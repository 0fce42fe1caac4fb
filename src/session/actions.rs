use crate::error::XrResult;
use crate::handle::Owned;
use crate::runtime::{
    ActionHandle, ActionSetHandle, InstanceHandle, Pose, SessionHandle, SpaceHandle,
    SpaceLocationFlags, SuggestedBinding, XrPath, XrRuntime, XrTime,
};

pub const ACTION_SET_NAME: &str = "default_xr_action_set";
pub const ACTION_SET_LOCALIZED_NAME: &str = "Default XR Action Set";
pub const GRIP_POSE_ACTION_NAME: &str = "controller_get_pose_action";
pub const GRIP_POSE_LOCALIZED_NAME: &str = "Controller Pose";
pub const GRIP_POSE_PATH_SUFFIX: &str = "/input/grip/pose";
pub const AIM_POSE_ACTION_NAME: &str = "controller_get_aim_action";
pub const AIM_POSE_LOCALIZED_NAME: &str = "Controller Aim";
pub const AIM_POSE_PATH_SUFFIX: &str = "/input/aim/pose";
pub const INTERACTION_PROFILE: &str = "/interaction_profiles/khr/simple_controller";

#[derive(Debug, Clone, Copy, PartialEq, Eq, Hash)]
pub enum Handedness {
    Left,
    Right,
}

impl Handedness {
    /// Hands in subaction order. Every per-hand array is indexed this way.
    pub const ALL: [Handedness; 2] = [Handedness::Left, Handedness::Right];

    pub const fn index(self) -> usize {
        match self {
            Handedness::Left => 0,
            Handedness::Right => 1,
        }
    }

    pub const fn subaction_path(self) -> &'static str {
        match self {
            Handedness::Left => "/user/hand/left",
            Handedness::Right => "/user/hand/right",
        }
    }
}

/// A tracked controller as exposed to the renderer.
#[derive(Debug, Clone, Copy, PartialEq)]
pub struct InputSource {
    /// Stable for the lifetime of the session.
    pub id: u32,
    pub handedness: Handedness,
    pub tracked_this_frame: bool,
    pub grip_pose: Pose,
    pub aim_pose: Pose,
}

impl InputSource {
    pub(crate) fn untracked(handedness: Handedness) -> Self {
        Self {
            id: handedness.index() as u32,
            handedness,
            tracked_this_frame: false,
            grip_pose: Pose::IDENTITY,
            aim_pose: Pose::IDENTITY,
        }
    }
}

/// Position and orientation must both be valid and tracked.
pub fn is_fully_tracked(flags: SpaceLocationFlags) -> bool {
    flags.contains(SpaceLocationFlags::ALL_TRACKED)
}

struct PoseAction<'r, R: XrRuntime> {
    spaces: Vec<Owned<'r, R, SpaceHandle>>,
    action: ActionHandle,
}

impl<'r, R: XrRuntime> PoseAction<'r, R> {
    #[allow(clippy::too_many_arguments)]
    fn create(
        runtime: &'r R,
        instance: InstanceHandle,
        session: SessionHandle,
        action_set: ActionSetHandle,
        subaction_paths: &[XrPath],
        names: (&str, &str),
        binding_suffix: &str,
        bindings: &mut Vec<SuggestedBinding>,
    ) -> XrResult<Self> {
        let (name, localized_name) = names;
        let action = runtime.create_pose_action(action_set, name, localized_name, subaction_paths)?;

        let mut spaces = Vec::with_capacity(subaction_paths.len());
        for (hand, subaction_path) in Handedness::ALL.iter().zip(subaction_paths) {
            let binding_path = format!("{}{binding_suffix}", hand.subaction_path());
            bindings.push(SuggestedBinding {
                action,
                binding: runtime.string_to_path(instance, &binding_path)?,
            });
            let space =
                runtime.create_action_space(session, action, *subaction_path, Pose::IDENTITY)?;
            spaces.push(Owned::new(runtime, space));
        }

        Ok(Self { spaces, action })
    }
}

/// Controller pose input: one action set with grip and aim pose actions for
/// both hands, bound to the simple controller profile.
pub struct ActionSystem<'r, R: XrRuntime> {
    grip: PoseAction<'r, R>,
    aim: PoseAction<'r, R>,
    action_set: Owned<'r, R, ActionSetHandle>,
    subaction_paths: Vec<XrPath>,
}

impl<'r, R: XrRuntime> ActionSystem<'r, R> {
    /// Ends by attaching the action set to `session`, after which no further
    /// actions can be created.
    pub(crate) fn create(
        runtime: &'r R,
        instance: InstanceHandle,
        session: SessionHandle,
    ) -> XrResult<Self> {
        let action_set = Owned::new(
            runtime,
            runtime.create_action_set(instance, ACTION_SET_NAME, ACTION_SET_LOCALIZED_NAME, 0)?,
        );

        let subaction_paths = Handedness::ALL
            .iter()
            .map(|hand| runtime.string_to_path(instance, hand.subaction_path()))
            .collect::<XrResult<Vec<_>>>()?;

        let mut bindings = Vec::with_capacity(subaction_paths.len() * 2);
        let grip = PoseAction::create(
            runtime,
            instance,
            session,
            action_set.handle(),
            &subaction_paths,
            (GRIP_POSE_ACTION_NAME, GRIP_POSE_LOCALIZED_NAME),
            GRIP_POSE_PATH_SUFFIX,
            &mut bindings,
        )?;
        let aim = PoseAction::create(
            runtime,
            instance,
            session,
            action_set.handle(),
            &subaction_paths,
            (AIM_POSE_ACTION_NAME, AIM_POSE_LOCALIZED_NAME),
            AIM_POSE_PATH_SUFFIX,
            &mut bindings,
        )?;

        let profile = runtime.string_to_path(instance, INTERACTION_PROFILE)?;
        runtime.suggest_interaction_profile_bindings(instance, profile, &bindings)?;
        runtime.attach_session_action_sets(session, &[action_set.handle()])?;
        log::debug!(
            "[xr::input] attached {ACTION_SET_NAME} with {} suggested bindings",
            bindings.len()
        );

        Ok(Self {
            grip,
            aim,
            action_set,
            subaction_paths,
        })
    }

    pub fn action_set(&self) -> ActionSetHandle {
        self.action_set.handle()
    }

    pub fn grip_action(&self) -> ActionHandle {
        self.grip.action
    }

    pub fn aim_action(&self) -> ActionHandle {
        self.aim.action
    }

    pub fn subaction_path(&self, hand: Handedness) -> Option<XrPath> {
        self.subaction_paths.get(hand.index()).copied()
    }

    pub(crate) fn sync(&self, session: SessionHandle) -> XrResult<()> {
        self.action_set
            .runtime()
            .sync_actions(session, &[self.action_set.handle()])
    }

    /// Locates grip and aim for every hand. A pose is only overwritten when its
    /// space is fully tracked; a hand counts as tracked when both are.
    pub(crate) fn locate(
        &self,
        base: SpaceHandle,
        time: XrTime,
        sources: &mut [InputSource],
    ) -> XrResult<()> {
        let runtime = self.action_set.runtime();
        for source in sources.iter_mut() {
            let index = source.handedness.index();
            let (Some(grip_space), Some(aim_space)) =
                (self.grip.spaces.get(index), self.aim.spaces.get(index))
            else {
                source.tracked_this_frame = false;
                continue;
            };

            let grip = runtime.locate_space(grip_space.handle(), base, time)?;
            let grip_tracked = is_fully_tracked(grip.flags);
            if grip_tracked {
                source.grip_pose = grip.pose;
            }

            let aim = runtime.locate_space(aim_space.handle(), base, time)?;
            let aim_tracked = is_fully_tracked(aim.flags);
            if aim_tracked {
                source.aim_pose = aim.pose;
            }

            source.tracked_this_frame = grip_tracked && aim_tracked;
        }
        Ok(())
    }
}

pub(crate) fn mark_untracked(sources: &mut [InputSource]) {
    for source in sources {
        source.tracked_this_frame = false;
    }
}

#[cfg(test)]
mod tests {
    use super::*;
    use proptest::prelude::*;

    #[test]
    fn hands_follow_subaction_order() {
        for (index, hand) in Handedness::ALL.iter().enumerate() {
            assert_eq!(hand.index(), index);
        }
        assert_eq!(Handedness::Left.subaction_path(), "/user/hand/left");
        assert_eq!(Handedness::Right.subaction_path(), "/user/hand/right");
    }

    #[test]
    fn mark_untracked_keeps_last_poses() {
        let mut sources = [InputSource {
            tracked_this_frame: true,
            grip_pose: Pose {
                position: crate::runtime::Vector3 {
                    x: 1.0,
                    y: 2.0,
                    z: 3.0,
                },
                ..Pose::IDENTITY
            },
            ..InputSource::untracked(Handedness::Left)
        }];
        mark_untracked(&mut sources);
        assert!(!sources[0].tracked_this_frame);
        assert_eq!(sources[0].grip_pose.position.y, 2.0);
    }

    proptest! {
        #[test]
        fn tracked_only_with_all_four_bits(bits in 0u64..16) {
            let flags = SpaceLocationFlags::from_bits(bits);
            prop_assert_eq!(is_fully_tracked(flags), bits == 0xF);
        }

        #[test]
        fn extra_bits_do_not_matter(extra in 0u64..u64::MAX) {
            let flags = SpaceLocationFlags::from_bits(extra);
            let with_all = flags.union(SpaceLocationFlags::ALL_TRACKED);
            prop_assert!(is_fully_tracked(with_all));
            for missing in [
                SpaceLocationFlags::ORIENTATION_VALID,
                SpaceLocationFlags::POSITION_VALID,
                SpaceLocationFlags::ORIENTATION_TRACKED,
                SpaceLocationFlags::POSITION_TRACKED,
            ] {
                prop_assert!(!is_fully_tracked(with_all.without(missing)));
            }
        }
    }
}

====

» WORK TASK
Only the lines above starting at the line that holds "impl<'r, R: XrRuntime> PoseAction<'r, R>" and ending at the line that holds "for (hand, subaction_path)" are to be repeated, exactly and in full.

» OUTPUT OF THE EXERCISE
impl<'r, R: XrRuntime> PoseAction<'r, R> {
    #[allow(clippy::too_many_arguments)]
    fn create(
        runtime: &'r R,
        instance: InstanceHandle,
        session: SessionHandle,
        action_set: ActionSetHandle,
        subaction_paths: &[XrPath],
        names: (&str, &str),
        binding_suffix: &str,
        bindings: &mut Vec<SuggestedBinding>,
    ) -> XrResult<Self> {
        let (name, localized_name) = names;
        let action = runtime.create_pose_action(action_set, name, localized_name, subaction_paths)?;

        let mut spaces = Vec::with_capacity(subaction_paths.len());
        for (hand, subaction_path) in Handedness::ALL.iter().zip(subaction_paths) {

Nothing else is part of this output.